Exercise prompt: Across all the entries, how many lines hold "field"? Answer with that number and nothing else.

════════

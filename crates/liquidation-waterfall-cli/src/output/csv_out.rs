use serde_json::Value;
use std::io;

use super::flatten_exit_points;

/// Write output as CSV to stdout.
///
/// Waterfall results are written one row per payout, exit ranges one row per
/// exit value; anything else falls back to field/value pairs.
pub fn print_csv(value: &Value) {
    let stdout = io::stdout();
    let mut wtr = csv::Writer::from_writer(stdout.lock());

    match value {
        Value::Object(map) => match map.get("result") {
            Some(Value::Object(result)) => {
                if let Some(Value::Array(payouts)) = result.get("payouts") {
                    write_array_csv(&mut wtr, payouts);
                } else if let Some(Value::Array(points)) = result.get("points") {
                    write_array_csv(&mut wtr, &flatten_exit_points(points));
                } else {
                    let _ = wtr.write_record(["field", "value"]);
                    for (key, val) in result {
                        let _ = wtr.write_record([key.as_str(), &format_csv_value(val)]);
                    }
                }
            }
            _ => {
                let _ = wtr.write_record(["field", "value"]);
                for (key, val) in map {
                    let _ = wtr.write_record([key.as_str(), &format_csv_value(val)]);
                }
            }
        },
        Value::Array(arr) => {
            write_array_csv(&mut wtr, arr);
        }
        _ => {
            let _ = wtr.write_record([&format_csv_value(value)]);
        }
    }

    let _ = wtr.flush();
}

fn write_array_csv(wtr: &mut csv::Writer<io::StdoutLock<'_>>, arr: &[Value]) {
    if arr.is_empty() {
        return;
    }

    // Extract headers from first object
    if let Some(Value::Object(first)) = arr.first() {
        let headers: Vec<&str> = first.keys().map(|k| k.as_str()).collect();
        let _ = wtr.write_record(&headers);

        for item in arr {
            if let Value::Object(map) = item {
                let row: Vec<String> = headers
                    .iter()
                    .map(|h| map.get(*h).map(format_csv_value).unwrap_or_default())
                    .collect();
                let _ = wtr.write_record(&row);
            }
        }
    } else {
        for item in arr {
            let _ = wtr.write_record([&format_csv_value(item)]);
        }
    }
}

fn format_csv_value(value: &Value) -> String {
    match value {
        Value::String(s) => s.clone(),
        Value::Number(n) => n.to_string(),
        Value::Bool(b) => b.to_string(),
        Value::Null => String::new(),
        _ => serde_json::to_string(value).unwrap_or_default(),
    }
}
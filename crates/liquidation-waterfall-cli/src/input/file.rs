use serde::de::DeserializeOwned;
use std::fs;
use std::path::{Path, PathBuf};

/// Read a JSON file and deserialise into a typed struct.
pub fn read_json<T: DeserializeOwned>(path: &str) -> Result<T, Box<dyn std::error::Error>> {
    let canonical = resolve_path(path)?;
    let contents = fs::read_to_string(&canonical)
        .map_err(|e| format!("Failed to read '{}': {}", canonical.display(), e))?;
    let value: T = serde_json::from_str(&contents)
        .map_err(|e| format!("Failed to parse '{}': {}", canonical.display(), e))?;
    Ok(value)
}

/// Resolve the path against the working directory and check it is a file.
fn resolve_path(path: &str) -> Result<PathBuf, Box<dyn std::error::Error>> {
    let p = Path::new(path);
    let resolved = if p.is_absolute() {
        p.to_path_buf()
    } else {
        std::env::current_dir()?.join(p)
    };

    if !resolved.exists() {
        return Err(format!("File not found: {}", resolved.display()).into());
    }
    if !resolved.is_file() {
        return Err(format!("Not a file: {}", resolved.display()).into());
    }

    Ok(resolved)
}
use napi::Result as NapiResult;
use napi_derive::napi;

/// Convert any Display error into a napi::Error.
fn to_napi_error(e: impl std::fmt::Display) -> napi::Error {
    napi::Error::from_reason(e.to_string())
}

// ---------------------------------------------------------------------------
// Liquidation waterfall
// ---------------------------------------------------------------------------

#[napi]
pub fn liquidation_waterfall(input_json: String) -> NapiResult<String> {
    let input: liquidation_waterfall_core::liquidation::waterfall::LiquidationInput =
        serde_json::from_str(&input_json).map_err(to_napi_error)?;
    let output =
        liquidation_waterfall_core::liquidation::waterfall::calculate_liquidation_waterfall(&input)
            .map_err(to_napi_error)?;
    serde_json::to_string(&output).map_err(to_napi_error)
}

#[napi]
pub fn exit_range_analysis(input_json: String) -> NapiResult<String> {
    let input: liquidation_waterfall_core::liquidation::exit_range::ExitRangeInput =
        serde_json::from_str(&input_json).map_err(to_napi_error)?;
    let output = liquidation_waterfall_core::liquidation::exit_range::analyze_exit_range(&input)
        .map_err(to_napi_error)?;
    serde_json::to_string(&output).map_err(to_napi_error)
}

════════

Your solution: 3